*REQUIREMENT*. Wherever the string "FnMut" occurs in a line of these records, report that line.

(Dataset entries)
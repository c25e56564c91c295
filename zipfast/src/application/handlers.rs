use std::io::Write;
use std::path::{Component, Path, PathBuf};

use tracing::warn;
use walkdir::WalkDir;
use zipfast_core::download::timestamped_filename;
use zipfast_core::error::{Result, ZipfastError};
use zipfast_core::history::{CompressionRecord, HistoryStore};
use zipfast_core::{
    DirectorySaveTarget, FileDescriptor, Pipeline, PipelineConfig, compute_ratio, list,
    trigger_download,
};

/// Files are packed under their own name; directories are walked and their
/// files keep the path relative to the directory's parent.
fn collect_inputs(inputs: &[PathBuf]) -> Result<Vec<FileDescriptor>> {
    let mut out = Vec::new();
    for root in inputs {
        let md = std::fs::metadata(root).map_err(|source| ZipfastError::Read {
            name: root.display().to_string(),
            source,
        })?;
        if !md.is_dir() {
            out.push(FileDescriptor::from_path(root)?);
            continue;
        }
        let base = root.parent().unwrap_or(Path::new(""));
        for e in WalkDir::new(root).follow_links(false).sort_by_file_name() {
            let e = e.map_err(std::io::Error::from)?;
            // (symlinks skipped)
            if e.file_type().is_file() {
                let name = entry_name(e.path(), base);
                out.push(FileDescriptor::from_path_as(e.path(), name)?);
            }
        }
    }
    Ok(out)
}

fn entry_name(path: &Path, base: &Path) -> String {
    let rel = path.strip_prefix(base).unwrap_or(path);
    rel.components()
        .filter_map(|c| match c {
            Component::Normal(s) => Some(s.to_string_lossy().to_string()),
            _ => None,
        })
        .collect::<Vec<_>>()
        .join("/")
}

/// Split `--out` into a save directory and a file name.
fn resolve_out(out: &Path) -> Result<(PathBuf, String)> {
    if out.is_dir() {
        return Ok((out.to_path_buf(), timestamped_filename()));
    }
    let filename = out
        .file_name()
        .map(|n| n.to_string_lossy().to_string())
        .ok_or_else(|| ZipfastError::Save {
            filename: out.display().to_string(),
            source: std::io::Error::new(std::io::ErrorKind::InvalidInput, "no file name"),
        })?;
    let dir = match out.parent() {
        Some(p) if !p.as_os_str().is_empty() => p.to_path_buf(),
        _ => PathBuf::from("."),
    };
    Ok((dir, filename))
}

pub async fn handle_pack(
    inputs: Vec<PathBuf>,
    out: PathBuf,
    level: Option<u32>,
    config: Option<PathBuf>,
    history: Option<PathBuf>,
) -> Result<()> {
    let mut cfg = match config {
        Some(path) => PipelineConfig::from_json_file(&path)?,
        None => PipelineConfig::default(),
    };
    if let Some(level) = level {
        cfg = cfg.with_level(level);
    }
    let pipeline = Pipeline::new(cfg)?;

    let files = collect_inputs(&inputs)?;
    if files.is_empty() {
        warn!("no input files, nothing to pack");
        return Ok(());
    }

    let result = pipeline
        .run(files, |pct| {
            let mut err = std::io::stderr().lock();
            // progress display is best effort; a closed stderr must not fail the pack
            let _ = write!(err, "\rpacking {pct:>3}%");
            if pct == 100 {
                let _ = writeln!(err);
            }
        })
        .await?;

    let (dir, filename) = resolve_out(&out)?;
    let saved = trigger_download(
        &DirectorySaveTarget::new(dir),
        result.compressed_blob(),
        &filename,
    )?;
    println!(
        "{}  {} entries  {} -> {} bytes  ({}% smaller)",
        saved.display(),
        result.file_count(),
        result.original_total_size(),
        result.compressed_size(),
        result.compression_ratio_percent()
    );

    if let Some(path) = history {
        let mut store = HistoryStore::load(&path)?;
        store.push(CompressionRecord::from_result(&result, filename))?;
    }
    Ok(())
}

pub fn handle_list(archive: PathBuf) -> Result<()> {
    for row in list(&archive)? {
        println!(
            "{}  {} bytes  packed={}",
            row.name, row.size, row.compressed_size
        );
    }
    Ok(())
}

pub fn handle_ratio(original: u64, compressed: u64) {
    println!("{}", compute_ratio(original, compressed));
}

pub fn handle_history(file: PathBuf) -> Result<()> {
    let store = HistoryStore::load(&file)?;
    if store.records().is_empty() {
        eprintln!("history: empty");
    }
    for r in store.records() {
        println!(
            "{}  {}  files={}  {} -> {} bytes  ({}%)",
            r.id, r.filename, r.file_count, r.original_size, r.compressed_size, r.compression_ratio
        );
    }
    Ok(())
}
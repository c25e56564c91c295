use clap::{Parser, Subcommand};
use std::path::PathBuf;

#[derive(Parser)]
#[command(author, version, about = "zipfast: bundle files into a ZIP archive", long_about = None)]
pub struct Cli {
    #[command(subcommand)]
    pub command: Commands,
}

#[derive(Subcommand)]
pub enum Commands {
    /// Pack files (directories are walked) into a ZIP archive
    Pack {
        inputs: Vec<PathBuf>,

        /// output file, or an existing directory to get a timestamped name
        #[arg(short, long, default_value = ".")]
        out: PathBuf,

        /// 0 = store, 1..=9 = deflate level (overrides the config file)
        #[arg(long)]
        level: Option<u32>,

        /// JSON pipeline config
        #[arg(long)]
        config: Option<PathBuf>,

        /// append a record of this run to the given history file
        #[arg(long)]
        history: Option<PathBuf>,
    },

    /// List entries of a ZIP archive
    List { archive: PathBuf },

    /// Print the size reduction in percent
    Ratio { original: u64, compressed: u64 },

    /// Show recorded compression runs
    History {
        #[arg(long, default_value = "zipfast_history.json")]
        file: PathBuf,
    },
}
use thiserror::Error;

#[derive(Error, Debug)]
pub enum ZipfastError {
    #[error("failed to read {name}: {source}")]
    Read {
        name: String,
        #[source]
        source: std::io::Error,
    },

    #[error("failed to read {name}: declared {declared} bytes, got {actual}")]
    SizeMismatch {
        name: String,
        declared: u64,
        actual: u64,
    },

    #[error("archive entry name must not be empty")]
    InvalidEntryName,

    #[error("Encoding error: {0}")]
    Encoding(String),

    #[error("Zip error: {0}")]
    Zip(#[from] zip::result::ZipError),

    #[error("Format error: {0}")]
    Format(String),

    #[error("failed to save {filename}: {source}")]
    Save {
        filename: String,
        #[source]
        source: std::io::Error,
    },

    #[error("job cancelled")]
    Cancelled,

    #[error("Config error: {0}")]
    Config(String),

    #[error("I/O error: {0}")]
    Io(#[from] std::io::Error),
}

/// Coarse classification for callers that only care which stage failed.
#[derive(Copy, Clone, Debug, PartialEq, Eq)]
pub enum ErrorKind {
    Read,
    Encoding,
    /// An existing archive could not be read back.
    Format,
    Save,
    Cancelled,
    Config,
    Io,
}

impl ZipfastError {
    pub fn kind(&self) -> ErrorKind {
        match self {
            Self::Read { .. } | Self::SizeMismatch { .. } => ErrorKind::Read,
            Self::InvalidEntryName | Self::Encoding(_) | Self::Zip(_) => ErrorKind::Encoding,
            Self::Format(_) => ErrorKind::Format,
            Self::Save { .. } => ErrorKind::Save,
            Self::Cancelled => ErrorKind::Cancelled,
            Self::Config(_) => ErrorKind::Config,
            Self::Io(_) => ErrorKind::Io,
        }
    }

    pub fn is_read_error(&self) -> bool {
        self.kind() == ErrorKind::Read
    }

    pub fn is_encoding_error(&self) -> bool {
        self.kind() == ErrorKind::Encoding
    }

    /// Name of the input file the error refers to, when there is one.
    pub fn file_name(&self) -> Option<&str> {
        match self {
            Self::Read { name, .. } | Self::SizeMismatch { name, .. } => Some(name),
            Self::Save { filename, .. } => Some(filename),
            _ => None,
        }
    }
}

// Convenient crate-wide result type
pub type Result<T> = std::result::Result<T, ZipfastError>;
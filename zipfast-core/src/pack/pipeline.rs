use crate::config::PipelineConfig;
use crate::domain::{ArchiveJob, ArchiveResult, FileDescriptor};
use crate::error::{Result, ZipfastError};
use crate::pack::builder::ArchiveBuilder;
use crate::pack::reader::{ContentReader, HostReader};
use tokio::sync::mpsc;
use tokio_util::sync::CancellationToken;
use tracing::{debug, info, instrument, warn};

/// Drives one compression job per call: read, pack, finalize, measure.
///
/// A pipeline holds no per-job state, so a single instance can serve
/// concurrent `run` calls; each call builds its own archive.
#[derive(Clone, Debug)]
pub struct Pipeline<R = HostReader> {
    config: PipelineConfig,
    reader: R,
}

impl Pipeline<HostReader> {
    pub fn new(config: PipelineConfig) -> Result<Self> {
        Self::with_reader(config, HostReader)
    }
}

impl<R: ContentReader> Pipeline<R> {
    pub fn with_reader(config: PipelineConfig, reader: R) -> Result<Self> {
        config.validate()?;
        Ok(Self { config, reader })
    }

    pub fn config(&self) -> &PipelineConfig {
        &self.config
    }

    pub async fn run<F>(&self, files: Vec<FileDescriptor>, on_progress: F) -> Result<ArchiveResult>
    where
        F: FnMut(u8),
    {
        self.run_with_cancel(files, on_progress, &CancellationToken::new())
            .await
    }

    /// Like [`Pipeline::run`], checking `cancel` before every read and before finalize.
    #[instrument(skip_all, fields(files = files.len(), level = self.config.compression_level))]
    pub async fn run_with_cancel<F>(
        &self,
        files: Vec<FileDescriptor>,
        mut on_progress: F,
        cancel: &CancellationToken,
    ) -> Result<ArchiveResult>
    where
        F: FnMut(u8),
    {
        let mut job = ArchiveJob::new(files.len());
        let mut builder = ArchiveBuilder::new();
        let mut original_total = 0u64;
        info!(total = job.total_count(), "compression job started");

        for desc in files {
            if cancel.is_cancelled() {
                info!(processed = job.processed_count(), "compression job cancelled");
                return Err(ZipfastError::Cancelled);
            }
            let FileDescriptor {
                name, size, content, ..
            } = desc;

            match content {
                Some(handle) => {
                    let bytes = self
                        .reader
                        .read(handle)
                        .await
                        .map_err(|source| ZipfastError::Read {
                            name: name.clone(),
                            source,
                        })?;
                    let actual = bytes.len() as u64;
                    if self.config.strict_size_check && actual != size {
                        return Err(ZipfastError::SizeMismatch {
                            name,
                            declared: size,
                            actual,
                        });
                    }
                    if builder.contains(&name) {
                        warn!(entry = %name, "duplicate entry name, later content wins");
                    }
                    debug!(entry = %name, bytes = actual, "packing entry");
                    original_total += actual;
                    builder.add_entry(name, bytes)?;
                }
                None => warn!(entry = %name, "descriptor has no content, skipping"),
            }

            on_progress(job.advance(self.config.read_phase_budget));
        }

        if cancel.is_cancelled() {
            info!("compression job cancelled before finalize");
            return Err(ZipfastError::Cancelled);
        }

        on_progress(job.set_progress(self.config.finalize_progress));
        let file_count = builder.entry_count();
        let level = self.config.compression_level;
        let blob = tokio::task::spawn_blocking(move || builder.finalize(level))
            .await
            .map_err(|e| ZipfastError::Encoding(format!("finalize task failed: {e}")))??;

        let result = ArchiveResult::new(blob, original_total, file_count);
        on_progress(job.set_progress(100));
        info!(
            files = result.file_count(),
            original = result.original_total_size(),
            compressed = result.compressed_size(),
            ratio = result.compression_ratio_percent(),
            "compression job finished"
        );
        Ok(result)
    }
}

/// Run one job with the default configuration and the host reader.
pub async fn run<F>(files: Vec<FileDescriptor>, on_progress: F) -> Result<ArchiveResult>
where
    F: FnMut(u8),
{
    Pipeline::new(PipelineConfig::default())?
        .run(files, on_progress)
        .await
}

/// Progress callback that forwards every value into a channel.
pub fn progress_channel() -> (impl FnMut(u8) + Send + 'static, mpsc::UnboundedReceiver<u8>) {
    let (tx, rx) = mpsc::unbounded_channel();
    let sink = move |pct: u8| {
        // receiver gone means nobody is watching
        let _ = tx.send(pct);
    };
    (sink, rx)
}
#![forbid(unsafe_code)]

pub mod config;
pub mod domain;
pub mod download;
pub mod error;
pub mod history;
pub mod list;
pub mod ratio;

pub mod pack {
    pub mod builder;
    pub mod pipeline;
    pub mod reader;
}

// Re-exports: stable API surface
pub use config::PipelineConfig;
pub use domain::{ArchiveJob, ArchiveResult, ContentHandle, EntryRow, FileDescriptor};
pub use download::{DirectorySaveTarget, SaveTarget, trigger_download};
pub use error::{ErrorKind, Result, ZipfastError};
pub use list::list;
pub use pack::builder::ArchiveBuilder;
pub use pack::pipeline::{Pipeline, progress_channel, run};
pub use pack::reader::{ContentReader, HostReader};
pub use ratio::compute_ratio;
pub use tokio_util::sync::CancellationToken;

*RESPONSE*.
        F: FnMut(u8),
        F: FnMut(u8),
    F: FnMut(u8),
pub fn progress_channel() -> (impl FnMut(u8) + Send + 'static, mpsc::UnboundedReceiver<u8>) {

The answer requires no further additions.